RECORDS TO PROCESS
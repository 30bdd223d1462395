// ABOUTME: Route handlers for meal logging and free-form progress tracking
// ABOUTME: Appends timestamped progress entries and lists them in insertion order
//
// SPDX-License-Identifier: MIT OR Apache-2.0
// Copyright (c) 2025 Pierre Fitness Intelligence

use super::{default_user_id, default_zero};
use crate::{
    constants::defaults,
    errors::AppError,
    logging::AppLogger,
    models::ProgressEntry,
    resources::ServerResources,
};
use axum::{
    extract::{Path, State},
    response::IntoResponse,
    routing::{get, post},
    Json, Router,
};
use serde::{Deserialize, Serialize};
use serde_json::Value;
use std::sync::Arc;

fn default_meal_type() -> String {
    defaults::MEAL_TYPE.to_owned()
}

/// Body of `POST /api/log-meal`
#[derive(Debug, Deserialize)]
pub struct LogMealRequest {
    /// Owner
    #[serde(default = "default_user_id")]
    pub user_id: String,
    /// Meal slot (breakfast, lunch, dinner, snack...)
    #[serde(default = "default_meal_type")]
    pub meal_type: String,
    /// Foods eaten
    #[serde(default)]
    pub food_items: Vec<Value>,
    /// Calories eaten, stored as sent
    #[serde(default = "default_zero")]
    pub calories: Value,
}

/// Body of `POST /api/log-progress`
#[derive(Debug, Deserialize)]
pub struct LogProgressRequest {
    /// Owner
    #[serde(default = "default_user_id")]
    pub user_id: String,
    /// Measurement name such as `weight`; required
    #[serde(rename = "type", default)]
    pub kind: Option<String>,
    /// Measured value
    #[serde(default)]
    pub value: Option<Value>,
    /// Date the measurement refers to; defaults to now
    #[serde(default)]
    pub date: Option<String>,
}

/// Response of `POST /api/log-meal`
#[derive(Debug, Serialize)]
pub struct LogMealResponse {
    /// Always true
    pub success: bool,
    /// `"<Meal type> logged successfully"`
    pub message: String,
    /// The stored progress entry
    pub meal_entry: ProgressEntry,
}

/// Progress routes handler
pub struct ProgressRoutes;

impl ProgressRoutes {
    /// Create all progress routes
    pub fn routes(resources: Arc<ServerResources>) -> Router {
        Router::new()
            .route("/api/log-meal", post(Self::handle_log_meal))
            .route("/api/log-progress", post(Self::handle_log_progress))
            .route("/api/get-progress/:user_id", get(Self::handle_get_progress))
            .with_state(resources)
    }

    async fn handle_log_meal(
        State(resources): State<Arc<ServerResources>>,
        Json(body): Json<LogMealRequest>,
    ) -> Result<impl IntoResponse, AppError> {
        let entry = ProgressEntry::meal_logged(&body.meal_type, body.food_items, body.calories);
        resources
            .store
            .append_progress(&body.user_id, entry.clone())
            .await?;
        AppLogger::log_progress_event(&body.user_id, entry.kind.as_str());

        Ok(Json(LogMealResponse {
            success: true,
            message: format!("{} logged successfully", capitalize(&body.meal_type)),
            meal_entry: entry,
        }))
    }

    async fn handle_log_progress(
        State(resources): State<Arc<ServerResources>>,
        Json(body): Json<LogProgressRequest>,
    ) -> Result<impl IntoResponse, AppError> {
        let kind = body
            .kind
            .as_deref()
            .filter(|kind| !kind.is_empty())
            .ok_or_else(|| AppError::missing_field("Progress type is required"))?;

        let entry = ProgressEntry::measurement(kind, body.value, body.date);
        resources.store.append_progress(&body.user_id, entry).await?;
        AppLogger::log_progress_event(&body.user_id, kind);

        Ok(Json(serde_json::json!({
            "success": true,
            "message": "Progress logged successfully"
        })))
    }

    async fn handle_get_progress(
        State(resources): State<Arc<ServerResources>>,
        Path(user_id): Path<String>,
    ) -> Result<impl IntoResponse, AppError> {
        let progress = resources.store.progress(&user_id).await?;
        Ok(Json(serde_json::json!({
            "success": true,
            "progress": progress
        })))
    }
}

/// First character upper-cased, the rest lower-cased
fn capitalize(text: &str) -> String {
    let mut chars = text.chars();
    chars.next().map_or_else(String::new, |first| {
        first
            .to_uppercase()
            .chain(chars.flat_map(char::to_lowercase))
            .collect()
    })
}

TASK PROMPT
Please output the material above exactly as it reads.

ANSWER AREA
repository 30bdd223d1462395
// ABOUTME: Route handlers for meal logging and free-form progress tracking
// ABOUTME: Appends timestamped progress entries and lists them in insertion order
//
// SPDX-License-Identifier: MIT OR Apache-2.0
// Copyright (c) 2025 Pierre Fitness Intelligence

use super::{default_user_id, default_zero};
use crate::{
    constants::defaults,
    errors::AppError,
    logging::AppLogger,
    models::ProgressEntry,
    resources::ServerResources,
};
use axum::{
    extract::{Path, State},
    response::IntoResponse,
    routing::{get, post},
    Json, Router,
};
use serde::{Deserialize, Serialize};
use serde_json::Value;
use std::sync::Arc;

fn default_meal_type() -> String {
    defaults::MEAL_TYPE.to_owned()
}

/// Body of `POST /api/log-meal`
#[derive(Debug, Deserialize)]
pub struct LogMealRequest {
    /// Owner
    #[serde(default = "default_user_id")]
    pub user_id: String,
    /// Meal slot (breakfast, lunch, dinner, snack...)
    #[serde(default = "default_meal_type")]
    pub meal_type: String,
    /// Foods eaten
    #[serde(default)]
    pub food_items: Vec<Value>,
    /// Calories eaten, stored as sent
    #[serde(default = "default_zero")]
    pub calories: Value,
}

/// Body of `POST /api/log-progress`
#[derive(Debug, Deserialize)]
pub struct LogProgressRequest {
    /// Owner
    #[serde(default = "default_user_id")]
    pub user_id: String,
    /// Measurement name such as `weight`; required
    #[serde(rename = "type", default)]
    pub kind: Option<String>,
    /// Measured value
    #[serde(default)]
    pub value: Option<Value>,
    /// Date the measurement refers to; defaults to now
    #[serde(default)]
    pub date: Option<String>,
}

/// Response of `POST /api/log-meal`
#[derive(Debug, Serialize)]
pub struct LogMealResponse {
    /// Always true
    pub success: bool,
    /// `"<Meal type> logged successfully"`
    pub message: String,
    /// The stored progress entry
    pub meal_entry: ProgressEntry,
}

/// Progress routes handler
pub struct ProgressRoutes;

impl ProgressRoutes {
    /// Create all progress routes
    pub fn routes(resources: Arc<ServerResources>) -> Router {
        Router::new()
            .route("/api/log-meal", post(Self::handle_log_meal))
            .route("/api/log-progress", post(Self::handle_log_progress))
            .route("/api/get-progress/:user_id", get(Self::handle_get_progress))
            .with_state(resources)
    }

    async fn handle_log_meal(
        State(resources): State<Arc<ServerResources>>,
        Json(body): Json<LogMealRequest>,
    ) -> Result<impl IntoResponse, AppError> {
        let entry = ProgressEntry::meal_logged(&body.meal_type, body.food_items, body.calories);
        resources
            .store
            .append_progress(&body.user_id, entry.clone())
            .await?;
        AppLogger::log_progress_event(&body.user_id, entry.kind.as_str());

        Ok(Json(LogMealResponse {
            success: true,
            message: format!("{} logged successfully", capitalize(&body.meal_type)),
            meal_entry: entry,
        }))
    }

    async fn handle_log_progress(
        State(resources): State<Arc<ServerResources>>,
        Json(body): Json<LogProgressRequest>,
    ) -> Result<impl IntoResponse, AppError> {
        let kind = body
            .kind
            .as_deref()
            .filter(|kind| !kind.is_empty())
            .ok_or_else(|| AppError::missing_field("Progress type is required"))?;

        let entry = ProgressEntry::measurement(kind, body.value, body.date);
        resources.store.append_progress(&body.user_id, entry).await?;
        AppLogger::log_progress_event(&body.user_id, kind);

        Ok(Json(serde_json::json!({
            "success": true,
            "message": "Progress logged successfully"
        })))
    }

    async fn handle_get_progress(
        State(resources): State<Arc<ServerResources>>,
        Path(user_id): Path<String>,
    ) -> Result<impl IntoResponse, AppError> {
        let progress = resources.store.progress(&user_id).await?;
        Ok(Json(serde_json::json!({
            "success": true,
            "progress": progress
        })))
    }
}

/// First character upper-cased, the rest lower-cased
fn capitalize(text: &str) -> String {
    let mut chars = text.chars();
    chars.next().map_or_else(String::new, |first| {
        first
            .to_uppercase()
            .chain(chars.flat_map(char::to_lowercase))
            .collect()
    })
}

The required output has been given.